## Capstone Project: The battle of neighbourhoods


### File Name: subway_stations.ipynb

### This code will retrieve subway stations names in Manhattan,NY by web scraping. Using Geocoders and Nominatim, latitude and longitude of each station is retrieved and then all the details are stored in "subway_stations.csv" file

In [1]:
#import libraries
from bs4 import BeautifulSoup
import requests
import pandas as pd
from geopy.geocoders import Nominatim # convert an address into latitude and longitude values


In [2]:
#Access the wiki page text using Beautifulsoup

url="https://en.wikipedia.org/wiki/Category:New_York_City_Subway_stations_in_Manhattan"

source = requests.get(url).text

soup=BeautifulSoup(source,'lxml')
    
#print(soup.prettify()) 

In [3]:
# instantiate the dataframe to store stations details

column_names = ['Stations','Lat', 'Long'] 
df_stations = pd.DataFrame(columns=column_names)



In [4]:
#Retrieve station name and store in the dataframe

stations= soup.find_all('div',class_='mw-category-group')
for st in stations:
   for names in st.find_all('a'):
       for name in names:
        print(name)
        df_stations=df_stations.append({'Stations': name}, ignore_index=True)

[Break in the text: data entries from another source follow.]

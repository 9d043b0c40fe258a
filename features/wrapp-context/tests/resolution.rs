use std::{cell::Cell, future::IntoFuture, rc::Rc};

use futures::executor::block_on;
use pretty_assertions::assert_eq;
use wrapp_context::{
    inject, inject_context, inject_getter, BindingScope, Context, ContextError, DynError, Getter,
    InjectedArgs, Injectable, Injection, Instance, ResolutionErrorKind, ResolutionOptions,
    ResolutionSession, ValueOrPromise,
};

fn counting(ctx: &Context, key: &str, scope: BindingScope) -> Rc<Cell<u32>> {
    let count = Rc::new(Cell::new(0));
    let produced = count.clone();
    ctx.bind(key)
        .unwrap()
        .to_dynamic_value(move |_| {
            produced.set(produced.get() + 1);
            Ok(produced.get())
        })
        .in_scope(scope);
    count
}

#[test]
fn scopes_decide_where_values_are_cached() {
    let app = Context::builder().name("app").scope(BindingScope::Application).build();
    let server = Context::builder()
        .name("server")
        .parent(&app)
        .scope(BindingScope::Server)
        .build();
    let first = Context::builder().parent(&server).scope(BindingScope::Request).build();
    let second = Context::builder().parent(&server).scope(BindingScope::Request).build();

    let transient = counting(&app, "transient", BindingScope::Transient);
    let singleton = counting(&app, "singleton", BindingScope::Singleton);
    let per_server = counting(&app, "server", BindingScope::Server);
    let per_request = counting(&app, "request", BindingScope::Request);

    for ctx in [&first, &second, &first] {
        for key in ["transient", "singleton", "server", "request"] {
            ctx.get_sync(key).unwrap();
        }
    }

    assert_eq!(transient.get(), 3);
    assert_eq!(singleton.get(), 1);
    assert_eq!(per_server.get(), 1);
    assert_eq!(per_request.get(), 2);
}

#[test]
fn closer_bindings_shadow_parent_bindings() {
    let app = Context::new("app");
    let request = Context::with_parent(&app, "request");
    app.bind("name").unwrap().to("app".to_string()).tag("named");
    app.bind("other").unwrap().to("other".to_string()).tag("named");
    request.bind("name").unwrap().to("request".to_string());

    assert_eq!(*request.get_sync_as::<String>("name").unwrap(), "request");
    assert_eq!(*app.get_sync_as::<String>("name").unwrap(), "app");
    assert!(request.get_owner_context("name").unwrap().ptr_eq(&request));

    let keys: Vec<_> = request
        .find_by_tag("named")
        .iter()
        .map(|binding| binding.key().to_string())
        .collect();
    assert_eq!(keys, vec!["other"]);
}

struct Left;

impl Injectable for Left {
    fn parameters() -> Vec<Option<Injection>> {
        vec![Some(inject("right"))]
    }

    fn construct(_: InjectedArgs) -> Result<Self, DynError> {
        Ok(Left)
    }
}

struct Right;

impl Injectable for Right {
    fn parameters() -> Vec<Option<Injection>> {
        vec![Some(inject("left"))]
    }

    fn construct(_: InjectedArgs) -> Result<Self, DynError> {
        Ok(Right)
    }
}

#[test]
fn circular_dependencies_report_the_path() {
    let ctx = Context::new("app");
    ctx.bind("left").unwrap().to_class::<Left>();
    ctx.bind("right").unwrap().to_class::<Right>();

    let err = ctx.get_sync("left").unwrap_err();
    assert_eq!(err.resolution_kind(), Some(ResolutionErrorKind::CircularDependency));
    assert!(
        err.to_string().contains(
            "left --> @Left.constructor[0] --> right --> @Right.constructor[0] --> left"
        ),
        "{err}"
    );
    let ContextError::Resolution(err) = err else {
        panic!("expected a resolution error");
    };
    assert_eq!(err.context, "app");
    assert_eq!(err.binding.as_deref(), Some("left"));
}

#[test]
fn sessions_are_balanced_after_success_and_failure() {
    let ctx = Context::new("app");
    ctx.bind("ok").unwrap().to(1u8);
    ctx.bind("failing")
        .unwrap()
        .to_dynamic_value(|_| -> Result<u8, ContextError> { Err(ContextError::other("boom")) });

    let session = ResolutionSession::new();
    let options = ResolutionOptions::default().with_session(session.clone());
    ctx.get_sync_with("ok", options.clone()).unwrap();
    assert!(session.is_empty());

    assert!(ctx.get_sync_with("failing", options).is_err());
    assert!(session.is_empty());
}

struct Report {
    title: Rc<String>,
    context: Rc<Context>,
    total: Rc<Getter>,
}

impl Injectable for Report {
    fn parameters() -> Vec<Option<Injection>> {
        vec![
            Some(inject("report.title")),
            Some(inject_context()),
            Some(inject_getter("report.total")),
        ]
    }

    fn construct(args: InjectedArgs) -> Result<Self, DynError> {
        Ok(Report {
            title: args.required(0)?,
            context: args.required(1)?,
            total: args.required(2)?,
        })
    }
}

#[test]
fn async_dependencies_make_the_class_async() {
    let app = Context::new("app");
    app.bind("report.title")
        .unwrap()
        .to_async_dynamic_value(|_| async { Ok("Sales".to_string()) });
    app.bind("report").unwrap().to_class::<Report>();
    let request = Context::with_parent(&app, "request");
    request.bind("report.total").unwrap().to(10u32);

    let pending = request
        .get_value_or_promise("report", ResolutionOptions::default())
        .unwrap();
    assert!(pending.is_promise());
    assert!(matches!(
        request.get_sync("report").unwrap_err().resolution_kind(),
        Some(ResolutionErrorKind::AsyncInSync)
    ));

    let report = block_on(pending.into_future())
        .unwrap()
        .unwrap()
        .downcast::<Report>()
        .unwrap();
    assert_eq!(*report.title, "Sales");
    assert!(report.context.ptr_eq(&request));

    let total = match report.total.get().unwrap() {
        ValueOrPromise::Value(Some(total)) => total,
        _ => panic!("expected a ready total"),
    };
    assert_eq!(*total.downcast::<u32>().unwrap(), 10);
}

#[test]
fn singleton_values_survive_child_contexts() {
    let app = Context::new("app");
    app.bind("config")
        .unwrap()
        .to_dynamic_value(|_| Ok(Instance::new(serde_json::json!({"port": 3000}))))
        .in_scope(BindingScope::Singleton);

    for name in ["a", "b"] {
        let child = Context::with_parent(&app, name);
        let port = child.get_sync("config#port").unwrap();
        assert_eq!(*port.downcast::<serde_json::Value>().unwrap(), 3000);
        child.close();
    }
    assert!(block_on(app.get("config#missing")).is_err());
}
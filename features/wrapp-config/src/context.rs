use std::{any::type_name, rc::Rc};

use serde::de::DeserializeOwned;
use wrapp_context::{
    Binding, BindingKey, Context, ContextBindings, ContextError, ContextTags, Instance,
    ResolutionError, ResolutionErrorKind, ResolutionOptions, Resolved, ValueOrPromise,
};

use crate::{
    config::Config,
    errors::ConfigError,
    resolver::{ConfigurationResolver, DefaultConfigurationResolver},
};

/// Shared handle to a configuration resolver, the type bound at
/// [ContextBindings::CONFIGURATION_RESOLVER]
pub type SharedConfigurationResolver = Rc<dyn ConfigurationResolver>;

/// Configuration support for [Context].
///
/// The configuration of a binding key `k` lives in its own binding `k:$config`,
/// tagged with `configurationFor=k`. Lookups go through the context chain like
/// every other resolution and are optional: missing configuration is `None`.
#[allow(async_fn_in_trait)]
pub trait ContextConfigExt {
    /// Creates the binding holding the configuration of `key`
    fn configure(&self, key: &str) -> Result<Binding, ContextError>;

    /// Replaces the resolver used for configuration lookups in this context
    fn bind_configuration_resolver(
        &self,
        resolver: impl ConfigurationResolver + 'static,
    ) -> Result<Binding, ContextError>;

    fn configuration_resolver(&self) -> Result<SharedConfigurationResolver, ContextError>;

    fn get_config_as_value_or_promise(
        &self,
        key: &str,
        property_path: Option<&str>,
        options: ResolutionOptions,
    ) -> Resolved<Option<Instance>>;

    async fn get_config(&self, key: &str, property_path: Option<&str>) -> Result<Option<Instance>, ConfigError>;

    /// Fails if the configuration is only available asynchronously
    fn get_config_sync(&self, key: &str, property_path: Option<&str>) -> Result<Option<Instance>, ConfigError>;

    async fn get_config_as<T: DeserializeOwned + 'static>(
        &self,
        key: &str,
        property_path: Option<&str>,
    ) -> Result<Option<Config<T>>, ConfigError>;

    fn get_config_sync_as<T: DeserializeOwned + 'static>(
        &self,
        key: &str,
        property_path: Option<&str>,
    ) -> Result<Option<Config<T>>, ConfigError>;
}

impl ContextConfigExt for Context {
    fn configure(&self, key: &str) -> Result<Binding, ContextError> {
        let binding = self
            .bind(BindingKey::build_key_for_config(key))?
            .tag_value(ContextTags::CONFIGURATION_FOR, key);
        tracing::debug!(context = self.name(), key, "Configuring binding");
        Ok(binding)
    }

    fn bind_configuration_resolver(
        &self,
        resolver: impl ConfigurationResolver + 'static,
    ) -> Result<Binding, ContextError> {
        let resolver: SharedConfigurationResolver = Rc::new(resolver);
        Ok(self.bind(ContextBindings::CONFIGURATION_RESOLVER)?.to(resolver))
    }

    fn configuration_resolver(&self) -> Result<SharedConfigurationResolver, ContextError> {
        let bound = self.get_sync_with(ContextBindings::CONFIGURATION_RESOLVER, ResolutionOptions::optional())?;
        let Some(resolver) = bound else {
            return Ok(Rc::new(DefaultConfigurationResolver));
        };
        resolver
            .downcast::<SharedConfigurationResolver>()
            .map(|resolver| (*resolver).clone())
            .map_err(|actual| ContextError::DowncastFailed {
                required_type: type_name::<SharedConfigurationResolver>(),
                actual_type: actual,
            })
    }

    fn get_config_as_value_or_promise(
        &self,
        key: &str,
        property_path: Option<&str>,
        options: ResolutionOptions,
    ) -> Resolved<Option<Instance>> {
        self.configuration_resolver()?
            .get_config_as_value_or_promise(self, key, property_path, options)
    }

    async fn get_config(&self, key: &str, property_path: Option<&str>) -> Result<Option<Instance>, ConfigError> {
        let value = self
            .get_config_as_value_or_promise(key, property_path, ResolutionOptions::optional())?
            .await?;
        Ok(value)
    }

    fn get_config_sync(&self, key: &str, property_path: Option<&str>) -> Result<Option<Instance>, ConfigError> {
        match self.get_config_as_value_or_promise(key, property_path, ResolutionOptions::optional())? {
            ValueOrPromise::Value(value) => Ok(value),
            ValueOrPromise::Promise(_) => {
                let config_key = BindingKey::build_key_for_config(key);
                Err(ContextError::from(ResolutionError {
                    kind: ResolutionErrorKind::AsyncInSync,
                    message: format!("Cannot get config for {key} synchronously: the value is a promise"),
                    context: self.name().to_string(),
                    binding: Some(config_key),
                    resolution_path: String::new(),
                })
                .into())
            }
        }
    }

    async fn get_config_as<T: DeserializeOwned + 'static>(
        &self,
        key: &str,
        property_path: Option<&str>,
    ) -> Result<Option<Config<T>>, ConfigError> {
        self.get_config(key, property_path)
            .await?
            .map(|value| Config::from_instance(key, &value))
            .transpose()
    }

    fn get_config_sync_as<T: DeserializeOwned + 'static>(
        &self,
        key: &str,
        property_path: Option<&str>,
    ) -> Result<Option<Config<T>>, ConfigError> {
        self.get_config_sync(key, property_path)?
            .map(|value| Config::from_instance(key, &value))
            .transpose()
    }
}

List of New York City Subway stations in Manhattan
First Avenue (BMT Canarsie Line)
Second Avenue (IND Sixth Avenue Line)
Third Avenue (BMT Canarsie Line)
Fifth Avenue–59th Street (BMT Broadway Line)
Fifth Avenue/53rd Street (IND Queens Boulevard Line)
Seventh Avenue (IND lines)
Eighth Street–New York University (BMT Broadway Line)
10th Avenue (IRT Flushing Line)
14th Street/Eighth Avenue (New York City Subway)
14th Street/Sixth Avenue (New York City Subway)
14th Street–Union Square (New York City Subway)
18th Street (IRT Broadway–Seventh Avenue Line)
23rd Street (BMT Broadway Line)
23rd Street (IND Eighth Avenue Line)
23rd Street (IND Sixth Avenue Line)
23rd Street (IRT Broadway–Seventh Avenue Line)
23rd Street (IRT Lexington Avenue Line)
28th Street (BMT Broadway Line)
28th Street (IRT Broadway–Seventh Avenue Line)
28th Street (IRT Lexington Avenue Line)
33rd Street (IRT Lexington Avenue Line)
34th Street–Penn Station (IND Eighth Avenue Line)
34th Street–Penn Station (IRT Broadway–Se

In [5]:
# Drop the first row as it contains the title
df_stations=df_stations.drop(df_stations.head(1).index)
df_stations.reset_index(drop=True)


Unnamed: 0,Stations,Lat,Long
0,First Avenue (BMT Canarsie Line),,
1,Second Avenue (IND Sixth Avenue Line),,
2,Third Avenue (BMT Canarsie Line),,
3,Fifth Avenue–59th Street (BMT Broadway Line),,
4,Fifth Avenue/53rd Street (IND Queens Boulevard...,,
5,Seventh Avenue (IND lines),,
6,Eighth Street–New York University (BMT Broadwa...,,
7,10th Avenue (IRT Flushing Line),,
8,14th Street/Eighth Avenue (New York City Subway),,
9,14th Street/Sixth Avenue (New York City Subway),,


In [None]:
#Retrieve latitude and longitude of each station

for n in range(1,len(df_stations)):   
    address= df_stations['Stations'][n].strip()
    address=(df_stations['Stations'][n]+ '  , '+' Manhattan NY ')
    geolocator = Nominatim()
    location = geolocator.geocode(address)
    latitude = location.latitude
    longitude = location.longitude
    df_stations['Lat'][n]=latitude
    df_stations['Long'][n]=longitude
   

In [9]:
#Store details in csv file

df_stations.to_csv('subway_stations.csv',index=False)
print("Subway stations details are stored in csv file")


Subway stations details are stored in csv file